Benefits Of Reading Aloud

Written By: Barnali Sarkar

“One of the greatest gifts adults can give – to their offspring and to their society – is to read to children.” – Carl Sagan

 

As I sat down to pen my thoughts about this blog, there were various questions clouding my mind. I started reading up and pondering over the significance of reading aloud to children or shared book reading. The more I read, the more I wondered about the effect it had on parents and/or caregivers and children alike. Of course it is an activity where both the parent and children are involved. It could help the parents relax after a long day while the children could learn new things or simply enjoy their reading time. But why was it talked about so much among parents and emphasized upon by psychologists? 

I surfed various sites and came across several aspects that proved to be an eye-opener. For instance, I chanced upon a study done by the Ohio State University that talked about bridging the “million word gap” and how children whose parents read them even one book a day, hear around 290,000 more words by the time they turn 5 as compared to children who are not read to. The study explained how reading aloud to a child sparks an active discussion or sows the seeds of an interactive conversation leading to “extra-textual talk” not seen in daily communication. In other words, it introduces children to new and more complex and difficult words or expressions not used in everyday conversations.
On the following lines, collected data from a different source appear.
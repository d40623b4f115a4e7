use chrono::{DateTime, Utc};
use serde::{Deserialize, Serialize};

use super::seat::Seat;

/// A confirmed or provisional purchase of seats for one show.
///
/// Bookings are created whole by the admission pipeline and never mutated
/// afterwards; the expiry sweep deletes unconfirmed ones past their grace
/// window. The seat sets of all confirmed bookings for a show are pairwise
/// disjoint.
#[derive(Debug, Clone, Serialize, Deserialize)]
pub struct Booking {
    pub id: i64,
    pub show_id: i64,
    pub customer_name: String,
    pub email: String,
    pub seats: Vec<Seat>,
    pub total_amount: f64,
    pub confirmed: bool,
    pub created_at: DateTime<Utc>,
}
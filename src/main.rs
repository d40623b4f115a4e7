use axum::{extract::State, http::StatusCode, routing::get, Router};
use mimalloc::MiMalloc;
use std::sync::Arc;
use tokio::task;
use tower_http::{cors::CorsLayer, trace::TraceLayer};
use tracing::info;
use tracing_subscriber::{layer::SubscriberExt, util::SubscriberInitExt};

use cinema_booking::{config::Config, controllers, services::sweep::ExpirySweeper, AppState};

#[global_allocator]
static GLOBAL: MiMalloc = MiMalloc;

#[tokio::main]
async fn main() -> anyhow::Result<()> {
    dotenvy::dotenv().ok();
    let config = Config::from_env();

    tracing_subscriber::registry()
        .with(tracing_subscriber::EnvFilter::new(&config.app.rust_log))
        .with(tracing_subscriber::fmt::layer())
        .init();

    info!("Starting Cinema Booking API");

    // Connect, migrate, and wire up shared state
    let state = AppState::new(config.clone()).await?;
    info!("Database connected");

    // --- Start background tasks ---

    // Reclaim stale unconfirmed bookings on a fixed interval
    let sweeper = ExpirySweeper::new(state.store.clone(), &config.booking);
    task::spawn(async move {
        sweeper.run().await;
    });

    // --- Start the web server ---

    let app = Router::new()
        .route("/", get(|| async { "Cinema Booking API v1.0" }))
        .route("/health", get(health))
        // Mount the routes from the controllers module
        .nest("/api", controllers::routes())
        // Pass the application state to the router
        .with_state(state.clone())
        .layer(TraceLayer::new_for_http())
        .layer(CorsLayer::permissive());

    let addr = format!("{}:{}", config.app.host, config.app.port);
    info!("Server listening on {}", addr);

    let listener = tokio::net::TcpListener::bind(&addr).await?;
    axum::serve(listener, app.into_make_service()).await?;

    Ok(())
}

// GET /health - liveness plus a database ping
async fn health(State(state): State<Arc<AppState>>) -> Result<&'static str, StatusCode> {
    sqlx::query("SELECT 1")
        .execute(&state.db.pool)
        .await
        .map_err(|_| StatusCode::INTERNAL_SERVER_ERROR)?;
    Ok("OK")
}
For example, a child may learn about new places (countries or continents), unknown species of plants and animals, or entirely new concepts such as space. 
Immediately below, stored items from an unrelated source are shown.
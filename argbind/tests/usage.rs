use argbind::{Args, BindError, Binder, Config, LoadedArguments, Parser};
use pretty_assertions::assert_eq;

#[derive(Args, Default)]
struct Example {
    #[arg("positional")]
    input: String,

    #[arg("positional,help:list of outputs")]
    output: Vec<String>,

    #[arg("help:name to use")]
    name: String,

    #[arg("help:secret value")]
    value: i32,

    #[arg("-v,help:verbosity level")]
    verbose: bool,

    #[arg("help:dataset to use")]
    dataset: String,

    #[arg("-O,help:optimization level")]
    optimize: i32,

    #[arg("help:Ids")]
    ids: Vec<i64>,

    #[arg("help:Values")]
    values: Vec<f64>,

    #[arg("-w,env:WORKERS,help:number of workers to start")]
    workers: i32,
}

fn example() -> Example {
    Example {
        name: "Foo Bar".to_owned(),
        value: 42,
        values: vec![3.14, 42.0, 256.0],
        ..Example::default()
    }
}

/// A config whose program name comes from an `argv[0]`, the way a real
/// program would get it.
fn config() -> Config {
    LoadedArguments::new(["/usr/local/bin/example"]).config()
}

fn render(write: impl FnOnce(&mut Vec<u8>) -> std::io::Result<()>) -> String {
    let mut out = Vec::new();
    write(&mut out).unwrap();
    String::from_utf8(out).unwrap()
}

const EXPECTED_USAGE: &str = "usage: example [--name NAME] [--value VALUE] [--verbose] [--dataset DATASET] [--optimize OPTIMIZE] [--ids IDS] [--values VALUES] [--workers WORKERS] INPUT [OUTPUT [OUTPUT ...]]\n";

const EXPECTED_HELP: &str = "\
usage: example [--name NAME] [--value VALUE] [--verbose] [--dataset DATASET] [--optimize OPTIMIZE] [--ids IDS] [--values VALUES] [--workers WORKERS] INPUT [OUTPUT [OUTPUT ...]]

positional arguments:
  input
  output                 list of outputs

options:
  --name NAME            name to use [default: Foo Bar]
  --value VALUE          secret value [default: 42]
  --verbose, -v          verbosity level
  --dataset DATASET      dataset to use
  --optimize OPTIMIZE, -O OPTIMIZE
                         optimization level
  --ids IDS              Ids
  --values VALUES        Values [default: [3.14 42 256]]
  --workers WORKERS, -w WORKERS
                         number of workers to start
  --help, -h             display this help and exit
";

#[test]
fn write_usage() {
    let mut args = example();
    let parser = Parser::new(config(), &mut args).unwrap();

    assert_eq!(render(|out| parser.write_usage(out)), EXPECTED_USAGE);
}

#[test]
fn write_help() {
    let mut args = example();
    let parser = Parser::new(config(), &mut args).unwrap();

    assert_eq!(render(|out| parser.write_help(out)), EXPECTED_HELP);
}

#[test]
fn defaults_are_captured_at_bind_time() {
    let mut args = example();
    let mut parser = Parser::new(config(), &mut args).unwrap();

    parser
        .parse_with_env(["in", "--value", "7", "--values", "1"], |_| None)
        .unwrap();

    assert_eq!(render(|out| parser.write_help(out)), EXPECTED_HELP);
    drop(parser);

    assert_eq!(args.value, 7);
    assert_eq!(args.values, [1.0]);
}

struct LongPositional {
    value: String,
}

impl Args for LongPositional {
    fn bind<'a>(&'a mut self, binder: &mut Binder<'a>) -> Result<(), BindError> {
        binder.field(
            "VeryLongPositionalWithHelp",
            "positional,help:this positional argument is very long",
            &mut self.value,
        )
    }
}

#[test]
fn long_positional_with_help() {
    let expected = "\
usage: example VERYLONGPOSITIONALWITHHELP

positional arguments:
  verylongpositionalwithhelp
                         this positional argument is very long

options:
  --help, -h             display this help and exit
";

    let mut args = LongPositional {
        value: String::new(),
    };
    let parser = Parser::new(config(), &mut args).unwrap();

    assert_eq!(render(|out| parser.write_help(out)), expected);
}

#[derive(Args)]
struct Empty {}

#[test]
fn program_name() {
    let expected = "\
usage: myprogram

options:
  --help, -h             display this help and exit
";

    let mut args = Empty {};
    let parser = Parser::new(config().with_program("myprogram"), &mut args).unwrap();

    assert_eq!(render(|out| parser.write_help(out)), expected);
}

#[derive(Args, Default)]
struct Verbose {
    #[arg("-v,help:verbosity level")]
    verbose: bool,
}

#[test]
fn version_in_help() {
    let expected = "\
usage: example [--verbose]

options:
  --verbose, -v          verbosity level
  --help, -h             display this help and exit
  --version              output version information and exit
";

    let mut args = Verbose::default();
    let parser = Parser::new(config().with_version("1.2.3"), &mut args).unwrap();

    assert_eq!(render(|out| parser.write_help(out)), expected);
}

#[test]
fn write_version() {
    let mut args = Empty {};
    let parser = Parser::new(config().with_version("1.0.0"), &mut args).unwrap();
    assert_eq!(render(|out| parser.write_version(out)), "example 1.0.0\n");
}

#[test]
fn version_with_program_name() {
    let config = Config::new()
        .with_program("myprogram")
        .with_version("1.0.0");
    let mut args = Empty {};
    let parser = Parser::new(config, &mut args).unwrap();

    assert_eq!(render(|out| parser.write_version(out)), "myprogram 1.0.0\n");
}

#[test]
fn no_version() {
    let mut args = Empty {};
    let parser = Parser::new(config(), &mut args).unwrap();

    assert!(parser.lookup("version").is_none());
    assert_eq!(render(|out| parser.write_version(out)), "example\n");
}

/// Doc comments stand in for missing `help:` directives
#[derive(Args, Default)]
struct Documented {
    /// the file to read
    #[arg("positional")]
    input: String,

    /// how many times
    /// to repeat it
    #[arg("-r")]
    repeat: u32,

    /// ignored, since there's explicit help
    #[arg("-q,help:say less")]
    quiet: bool,

    #[arg("required,help:API token")]
    token: String,

    #[arg("positional,help:extra files")]
    rest: Vec<String>,
}

#[test]
fn documented_fields() {
    let expected = "\
usage: example [--repeat REPEAT] [--quiet] --token TOKEN INPUT [REST [REST ...]]

positional arguments:
  input                  the file to read
  rest                   extra files

options:
  --repeat REPEAT, -r REPEAT
                         how many times to repeat it
  --quiet, -q            say less
  --token TOKEN          API token
  --help, -h             display this help and exit
";

    let mut args = Documented::default();
    let parser = Parser::new(config(), &mut args).unwrap();

    assert_eq!(render(|out| parser.write_help(out)), expected);
}

#[derive(Args)]
struct Preset {
    #[arg("positional")]
    input: String,

    #[arg("positional,required")]
    files: Vec<String>,
}

#[test]
fn preset_and_required_positionals() {
    let mut args = Preset {
        input: "in.txt".to_owned(),
        files: Vec::new(),
    };
    let parser = Parser::new(config(), &mut args).unwrap();

    assert_eq!(
        render(|out| parser.write_usage(out)),
        "usage: example [INPUT] FILES [FILES ...]\n"
    );
}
Some of the well-known attributes of reading aloud to children include:

  • building the Word Bank and learning to use new words
  • developing word-sound or phonological awareness and word recognition skills
  • developing accuracy and clarity of expression
  • enhanced listening skills and sustained attention span 

The more I delved deeper, I realised that reading aloud to kids gave rise to enhanced emotional and analytical reasoning and development.

A study by Rhode Island Hospital compared two groups of 8-month-old infants and found that the group that was often read to as babies had 40% enhanced receptive vocabularies while the non-reading group had a mere 16% increase. 
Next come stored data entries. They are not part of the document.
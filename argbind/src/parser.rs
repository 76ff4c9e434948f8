use std::{
    collections::HashMap,
    ffi::{OsStr, OsString},
    io,
};

use argbind_parser::ArgumentsParser;

use crate::{
    binder::{Args, Binder},
    build,
    config::Config,
    errors::{BindError, ParseError},
    printers,
    spec::ArgumentSpec,
    state::State,
    value::Value,
};

/**
A parser bound to a particular destination record.

The parser holds the record mutably borrowed for as long as it exists; once
it's dropped, the record can be read again, with whatever values the last
[`parse`][Parser::parse] wrote into it.
*/
pub struct Parser<'a> {
    specs: Vec<ArgumentSpec>,
    slots: Vec<&'a mut dyn Value>,
    names: HashMap<String, usize>,
    aliases: HashMap<char, usize>,
    positionals: Vec<usize>,
    program: String,
    version: Option<String>,
}

impl<'a> Parser<'a> {
    /// Bind `args` and build a parser for it. Fails if any field is
    /// malformed, or if the fields together are inconsistent (duplicate names,
    /// a misplaced variadic positional, and so on).
    pub fn new(config: Config, args: &'a mut (impl Args + ?Sized)) -> Result<Self, BindError> {
        let mut binder = Binder::new();
        args.bind(&mut binder)?;
        binder.finish(&config)
    }

    pub(crate) fn from_parts(
        specs: Vec<ArgumentSpec>,
        slots: Vec<&'a mut dyn Value>,
        names: HashMap<String, usize>,
        aliases: HashMap<char, usize>,
        program: String,
        version: Option<String>,
    ) -> Self {
        let positionals = specs
            .iter()
            .enumerate()
            .filter(|(_, spec)| spec.is_positional())
            .map(|(index, _)| index)
            .collect();

        Self {
            specs,
            slots,
            names,
            aliases,
            positionals,
            program,
            version,
        }
    }

    /// Every argument, in declaration order, followed by the builtin options
    #[inline]
    #[must_use]
    pub fn specs(&self) -> &[ArgumentSpec] {
        &self.specs
    }

    pub fn positionals(&self) -> impl Iterator<Item = &ArgumentSpec> {
        self.positionals.iter().map(|&index| &self.specs[index])
    }

    pub fn options(&self) -> impl Iterator<Item = &ArgumentSpec> {
        self.specs.iter().filter(|spec| !spec.is_positional())
    }

    /// Look up an option by its long name (without the leading `--`)
    #[must_use]
    pub fn lookup(&self, name: &str) -> Option<&ArgumentSpec> {
        self.names.get(name).map(|&index| &self.specs[index])
    }

    /// Look up an option by its short alias
    #[must_use]
    pub fn lookup_alias(&self, alias: char) -> Option<&ArgumentSpec> {
        self.aliases.get(&alias).map(|&index| &self.specs[index])
    }

    #[inline]
    #[must_use]
    pub fn program(&self) -> &str {
        &self.program
    }

    #[inline]
    #[must_use]
    pub fn version(&self) -> Option<&str> {
        self.version.as_deref()
    }

    /// Write the one-line usage synopsis
    pub fn write_usage(&self, out: &mut (impl io::Write + ?Sized)) -> io::Result<()> {
        printers::print_usage(out, &self.program, &self.specs)
    }

    /// Write the full help text: the synopsis, then a row for every argument
    pub fn write_help(&self, out: &mut (impl io::Write + ?Sized)) -> io::Result<()> {
        printers::print_help(out, &self.program, &self.specs)
    }

    /// Write `<program> <version>`. If there's no version, this writes just
    /// the program name; there's no `--version` option in that case, so
    /// there's usually no reason to call this.
    pub fn write_version(&self, out: &mut (impl io::Write + ?Sized)) -> io::Result<()> {
        printers::print_version(out, &self.program, self.version.as_deref())
    }

    /**
    Parse a command line into the bound record, consulting the process
    environment for fields with an `env` directive. `args` should *exclude*
    the program name.

    If `--help` or `--version` appears anywhere, the parse stops with
    [`ParseError::HelpRequested`] or [`ParseError::VersionRequested`], even
    if there were other problems with the command line. Otherwise, the first
    problem found is returned.
    */
    pub fn parse<I>(&mut self, args: I) -> Result<(), ParseError>
    where
        I: IntoIterator,
        I::Item: AsRef<OsStr>,
    {
        self.parse_with_env(args, |var| std::env::var_os(var))
    }

    /// Same as [`parse`][Parser::parse], but with environment variables
    /// fetched from `lookup`.
    pub fn parse_with_env<I>(
        &mut self,
        args: I,
        lookup: impl FnMut(&str) -> Option<OsString>,
    ) -> Result<(), ParseError>
    where
        I: IntoIterator,
        I::Item: AsRef<OsStr>,
    {
        let args: Vec<I::Item> = args.into_iter().collect();
        let explicit = self.gather(args.iter().map(|arg| arg.as_ref().as_encoded_bytes()))?;

        build::resolve(&self.specs, &mut self.slots, explicit, lookup)
    }

    /// Run every token through the state, gathering explicit values per
    /// argument.
    fn gather<'arg>(
        &self,
        args: impl Iterator<Item = &'arg [u8]>,
    ) -> Result<Vec<Option<Vec<String>>>, ParseError> {
        let mut tokens = ArgumentsParser::new(args);
        let mut state = State::new(&self.specs, &self.names, &self.aliases, &self.positionals);
        let mut error = None;

        while let Some(result) = tokens.next_arg(&mut state) {
            if let Err(err) = result {
                log::debug!("{err}");
                error.get_or_insert(err);
            }
        }

        if let Some(request) = state.request() {
            return Err(request);
        }

        match error {
            Some(error) => Err(error),
            None => Ok(state.into_explicit()),
        }
    }
}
Reading aloud to children awakens several regions in the left part of the brain actively involved with comprehending the meaning of words, concepts related to memory and visual imagery as it enhances visualisation and imagination. The brain’s connectivity is heightened as it starts decoding a series of abstract symbols while at the same time, it synthesises the results and gives rise to complex ideas. There is also enhanced emotional intelligence and fluid reasoning as there is stimulation of the neurological regions of the brain including phonemic awareness, comprehension, and auditory as well as visual processes.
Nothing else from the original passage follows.